[Collected data]
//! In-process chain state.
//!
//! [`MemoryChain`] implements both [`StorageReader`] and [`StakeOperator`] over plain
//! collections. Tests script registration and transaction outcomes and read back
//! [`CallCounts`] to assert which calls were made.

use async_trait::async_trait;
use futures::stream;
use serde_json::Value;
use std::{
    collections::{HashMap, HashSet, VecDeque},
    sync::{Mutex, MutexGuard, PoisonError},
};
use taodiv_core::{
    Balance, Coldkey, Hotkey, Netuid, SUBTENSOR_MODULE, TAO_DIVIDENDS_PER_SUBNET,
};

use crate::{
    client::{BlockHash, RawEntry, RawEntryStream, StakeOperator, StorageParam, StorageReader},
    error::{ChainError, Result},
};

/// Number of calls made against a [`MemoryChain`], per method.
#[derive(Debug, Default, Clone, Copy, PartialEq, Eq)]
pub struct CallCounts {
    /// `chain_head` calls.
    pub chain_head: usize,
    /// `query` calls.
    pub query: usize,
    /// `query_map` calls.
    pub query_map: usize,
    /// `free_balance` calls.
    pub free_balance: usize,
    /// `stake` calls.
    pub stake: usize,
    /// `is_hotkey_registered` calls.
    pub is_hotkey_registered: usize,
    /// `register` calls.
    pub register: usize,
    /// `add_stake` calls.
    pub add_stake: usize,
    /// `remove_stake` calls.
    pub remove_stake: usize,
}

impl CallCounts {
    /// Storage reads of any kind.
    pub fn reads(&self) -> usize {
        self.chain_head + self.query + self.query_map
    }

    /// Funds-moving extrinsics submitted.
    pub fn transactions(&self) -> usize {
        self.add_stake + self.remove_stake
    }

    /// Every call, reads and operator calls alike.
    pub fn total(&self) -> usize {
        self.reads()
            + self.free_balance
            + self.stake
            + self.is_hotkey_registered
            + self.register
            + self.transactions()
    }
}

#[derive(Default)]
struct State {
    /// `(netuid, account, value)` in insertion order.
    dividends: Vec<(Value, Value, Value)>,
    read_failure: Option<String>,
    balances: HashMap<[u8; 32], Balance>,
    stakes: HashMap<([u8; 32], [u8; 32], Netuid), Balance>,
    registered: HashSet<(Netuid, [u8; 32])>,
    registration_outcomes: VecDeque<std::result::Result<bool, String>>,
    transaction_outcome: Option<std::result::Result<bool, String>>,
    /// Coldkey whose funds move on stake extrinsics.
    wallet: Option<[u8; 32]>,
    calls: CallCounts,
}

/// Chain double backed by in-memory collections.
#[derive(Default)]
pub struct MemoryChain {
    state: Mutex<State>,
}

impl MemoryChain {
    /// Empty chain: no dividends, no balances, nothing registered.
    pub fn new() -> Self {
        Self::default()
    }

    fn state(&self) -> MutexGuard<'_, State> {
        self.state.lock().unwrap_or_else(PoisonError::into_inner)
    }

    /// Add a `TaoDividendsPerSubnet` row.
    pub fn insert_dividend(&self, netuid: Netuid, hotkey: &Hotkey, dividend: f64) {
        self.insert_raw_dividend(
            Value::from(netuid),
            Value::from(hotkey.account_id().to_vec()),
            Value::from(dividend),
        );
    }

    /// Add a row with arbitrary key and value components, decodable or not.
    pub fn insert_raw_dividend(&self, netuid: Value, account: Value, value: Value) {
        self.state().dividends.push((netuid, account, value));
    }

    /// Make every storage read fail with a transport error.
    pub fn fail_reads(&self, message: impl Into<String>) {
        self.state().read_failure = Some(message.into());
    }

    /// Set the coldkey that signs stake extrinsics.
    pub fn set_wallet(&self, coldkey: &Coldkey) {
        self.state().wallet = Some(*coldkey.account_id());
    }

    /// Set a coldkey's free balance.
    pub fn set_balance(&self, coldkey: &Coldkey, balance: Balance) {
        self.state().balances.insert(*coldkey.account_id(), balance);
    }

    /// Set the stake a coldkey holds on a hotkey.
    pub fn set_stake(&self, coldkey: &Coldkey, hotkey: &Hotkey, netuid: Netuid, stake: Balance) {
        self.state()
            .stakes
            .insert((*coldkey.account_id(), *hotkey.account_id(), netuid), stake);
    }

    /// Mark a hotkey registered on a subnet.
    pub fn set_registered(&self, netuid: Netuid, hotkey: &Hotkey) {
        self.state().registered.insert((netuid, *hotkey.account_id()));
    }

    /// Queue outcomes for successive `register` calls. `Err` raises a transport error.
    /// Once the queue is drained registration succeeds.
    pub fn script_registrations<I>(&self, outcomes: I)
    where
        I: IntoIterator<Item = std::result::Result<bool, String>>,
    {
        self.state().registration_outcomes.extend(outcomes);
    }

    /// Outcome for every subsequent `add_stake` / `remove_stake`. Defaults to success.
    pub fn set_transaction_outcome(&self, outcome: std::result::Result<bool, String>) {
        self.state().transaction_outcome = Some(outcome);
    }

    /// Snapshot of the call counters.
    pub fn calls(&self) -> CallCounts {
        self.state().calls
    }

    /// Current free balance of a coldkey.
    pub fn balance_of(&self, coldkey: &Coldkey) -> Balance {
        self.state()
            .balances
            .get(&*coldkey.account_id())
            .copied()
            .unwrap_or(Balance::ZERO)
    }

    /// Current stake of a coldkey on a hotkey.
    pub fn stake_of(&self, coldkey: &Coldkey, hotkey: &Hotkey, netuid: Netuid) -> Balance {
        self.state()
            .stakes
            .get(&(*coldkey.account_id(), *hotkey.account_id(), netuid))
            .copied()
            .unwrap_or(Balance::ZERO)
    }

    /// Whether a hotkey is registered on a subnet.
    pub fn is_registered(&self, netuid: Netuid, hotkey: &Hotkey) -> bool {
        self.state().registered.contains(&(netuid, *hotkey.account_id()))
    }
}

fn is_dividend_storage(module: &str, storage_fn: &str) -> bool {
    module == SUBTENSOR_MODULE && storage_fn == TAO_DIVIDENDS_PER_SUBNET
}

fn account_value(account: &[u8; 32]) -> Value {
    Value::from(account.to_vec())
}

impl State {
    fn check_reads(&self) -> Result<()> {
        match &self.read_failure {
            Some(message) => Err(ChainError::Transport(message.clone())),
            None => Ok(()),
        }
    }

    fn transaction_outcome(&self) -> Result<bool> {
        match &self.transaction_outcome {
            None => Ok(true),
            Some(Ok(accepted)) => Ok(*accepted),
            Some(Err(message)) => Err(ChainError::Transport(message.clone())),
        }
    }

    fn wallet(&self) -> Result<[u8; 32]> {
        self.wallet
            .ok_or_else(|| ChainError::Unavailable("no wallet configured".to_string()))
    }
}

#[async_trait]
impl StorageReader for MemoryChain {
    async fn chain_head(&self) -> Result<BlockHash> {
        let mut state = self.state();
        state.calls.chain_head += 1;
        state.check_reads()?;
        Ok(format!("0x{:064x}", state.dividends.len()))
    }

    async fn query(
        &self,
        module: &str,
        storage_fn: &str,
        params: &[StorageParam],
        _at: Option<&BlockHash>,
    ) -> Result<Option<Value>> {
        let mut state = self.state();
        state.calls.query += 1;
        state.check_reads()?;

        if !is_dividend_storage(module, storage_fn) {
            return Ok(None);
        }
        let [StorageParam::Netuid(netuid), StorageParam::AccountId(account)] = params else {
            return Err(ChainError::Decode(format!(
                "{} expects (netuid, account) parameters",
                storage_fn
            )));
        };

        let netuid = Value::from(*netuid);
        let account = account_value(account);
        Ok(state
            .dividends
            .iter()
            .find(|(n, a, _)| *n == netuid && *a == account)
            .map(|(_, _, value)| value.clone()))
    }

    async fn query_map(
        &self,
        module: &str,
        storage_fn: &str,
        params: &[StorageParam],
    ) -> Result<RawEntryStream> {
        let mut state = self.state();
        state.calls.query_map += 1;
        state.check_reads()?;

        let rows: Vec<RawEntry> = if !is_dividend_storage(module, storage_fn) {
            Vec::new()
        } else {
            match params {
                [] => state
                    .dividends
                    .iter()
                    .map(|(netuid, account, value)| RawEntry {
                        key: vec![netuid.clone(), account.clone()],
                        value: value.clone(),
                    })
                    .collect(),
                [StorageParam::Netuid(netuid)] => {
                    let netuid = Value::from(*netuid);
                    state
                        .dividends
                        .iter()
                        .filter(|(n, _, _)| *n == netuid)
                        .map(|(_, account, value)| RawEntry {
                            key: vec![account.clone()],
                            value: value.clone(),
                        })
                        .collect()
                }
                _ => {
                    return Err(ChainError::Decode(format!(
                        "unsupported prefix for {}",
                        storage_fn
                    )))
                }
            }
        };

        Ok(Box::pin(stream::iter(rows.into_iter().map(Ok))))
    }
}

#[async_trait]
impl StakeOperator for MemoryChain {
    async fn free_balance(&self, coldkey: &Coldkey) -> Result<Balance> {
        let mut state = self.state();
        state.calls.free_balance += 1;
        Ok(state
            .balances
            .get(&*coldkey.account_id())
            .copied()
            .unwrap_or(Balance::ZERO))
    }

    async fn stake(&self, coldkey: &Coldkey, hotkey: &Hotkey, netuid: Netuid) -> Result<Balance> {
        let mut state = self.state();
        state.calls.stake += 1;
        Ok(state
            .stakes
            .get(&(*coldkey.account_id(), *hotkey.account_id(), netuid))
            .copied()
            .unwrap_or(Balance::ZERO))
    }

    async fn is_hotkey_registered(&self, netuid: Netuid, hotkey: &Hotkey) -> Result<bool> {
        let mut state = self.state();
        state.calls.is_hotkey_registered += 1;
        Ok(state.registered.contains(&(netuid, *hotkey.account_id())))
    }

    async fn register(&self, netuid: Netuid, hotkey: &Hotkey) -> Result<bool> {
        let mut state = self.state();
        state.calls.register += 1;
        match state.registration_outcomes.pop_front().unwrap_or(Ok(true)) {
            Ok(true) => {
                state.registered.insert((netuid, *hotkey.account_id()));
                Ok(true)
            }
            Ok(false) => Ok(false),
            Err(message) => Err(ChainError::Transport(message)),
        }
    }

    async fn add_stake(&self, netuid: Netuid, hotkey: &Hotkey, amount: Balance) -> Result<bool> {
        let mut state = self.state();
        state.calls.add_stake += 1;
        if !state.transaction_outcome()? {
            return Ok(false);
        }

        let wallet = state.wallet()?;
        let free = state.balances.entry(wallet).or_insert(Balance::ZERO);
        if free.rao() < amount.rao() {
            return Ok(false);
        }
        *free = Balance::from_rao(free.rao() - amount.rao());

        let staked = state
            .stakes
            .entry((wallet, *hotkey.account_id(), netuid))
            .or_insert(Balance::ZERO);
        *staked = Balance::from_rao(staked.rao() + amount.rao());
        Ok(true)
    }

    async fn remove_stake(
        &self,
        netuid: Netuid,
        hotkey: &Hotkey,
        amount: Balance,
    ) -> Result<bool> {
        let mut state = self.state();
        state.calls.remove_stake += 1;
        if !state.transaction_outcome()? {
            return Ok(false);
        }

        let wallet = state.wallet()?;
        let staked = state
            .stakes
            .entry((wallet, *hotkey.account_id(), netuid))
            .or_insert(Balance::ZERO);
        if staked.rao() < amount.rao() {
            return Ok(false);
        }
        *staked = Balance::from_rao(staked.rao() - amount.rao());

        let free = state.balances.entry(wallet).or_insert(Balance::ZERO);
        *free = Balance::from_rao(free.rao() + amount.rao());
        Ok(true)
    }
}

### [Task statement]
Which of the lines above contain "CallCounts"? Return them all.

### [Written answer]
//! [`CallCounts`] to assert which calls were made.
pub struct CallCounts {
impl CallCounts {
    calls: CallCounts,
    pub fn calls(&self) -> CallCounts {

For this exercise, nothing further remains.